Abstract

Comprehensive review of the literature concerning Indigenous peoples has previously found “rehabilitation has been grossly neglected by health researchers”, despite the disproportionate representation in this patient populations. Indigenous peoples in Canada, USA, New Zealand, and Australia continue to experience elevated rates of systematic racism and impacts of colonialism, live in or come from rural and remote environments and have determinants of health that differ from settler populations. The current literature focuses on health deficits, however little is documented on the resiliencies or perspectives of rural Indigenous peoples. The goal of this scoping review is to document broadly the current body of literature concerning the experiences of rural Indigenous peoples with medical rehabilitation. Using methodology from Arksey and O’Malley (2005), SCOPUS and PubMed were searched with terms describing populations of Indigenous peoples in Canada, USA, New Zealand, and Australia, medical rehabilitation professionals and conditions, and rurality, then screened by title, abstract, and full article, with 13 articles included. Rehabilitation populations included chronic pain, brain injury, stroke and acquired communication disorders, pediatric developmental disability, diabetic amputation, and spinal cord injury. Distinct worldview, including emphasis on spirituality and healing, holistic approach, and learning styles were highlighted, including differing priorities from health care providers.
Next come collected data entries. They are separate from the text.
#[cfg(feature = "cli")]
pub mod cli;
pub mod toml_config;

#[cfg(feature = "cli")]
pub use cli::{CliConfig, Command};
pub use toml_config::TomlConfig;

use crate::core::ConfigProvider;
use crate::utils::error::Result;
use crate::utils::validation;

pub const DEFAULT_API_ENDPOINT: &str = "https://jsonplaceholder.typicode.com/posts";
pub const DEFAULT_STORAGE_PATH: &str = "./quote-data";
pub const DEFAULT_TIMEOUT_SECS: u64 = 10;
pub const DEFAULT_FETCH_LIMIT: usize = 5;
pub const DEFAULT_SYNC_INTERVAL_SECS: u64 = 30;

/// 兩種配置來源共用的檢查
pub fn validate_provider<C: ConfigProvider + ?Sized>(config: &C) -> Result<()> {
    validation::validate_url("remote.endpoint", config.api_endpoint())?;
    validation::validate_path("storage.path", config.storage_path())?;
    validation::validate_range(
        "remote.timeout_seconds",
        config.request_timeout().as_secs(),
        1,
        300,
    )?;
    validation::validate_positive_number("remote.fetch_limit", config.fetch_limit(), 1)?;
    validation::validate_range(
        "sync.interval_seconds",
        config.sync_interval().as_secs(),
        5,
        86_400,
    )?;
    Ok(())
}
Interdependence of family and community networks was a strong resiliency, with meaningful roles and inclusion despite deficits. Funding issues for both allopathic and traditional medicines and healers were identified as gaps. Communication, perception of hierarchy and “cultural invisibility” with health care professionals were sources of frustration. Changing practice guidelines towards patient centred care and social determinants of health must necessarily reflect understandings of different worldview, and be grounded in cultural safety. Physiatrists should engage with participatory action research to inform holistic care partnerships with Indigenous patients and communities for improved medical rehabilitation.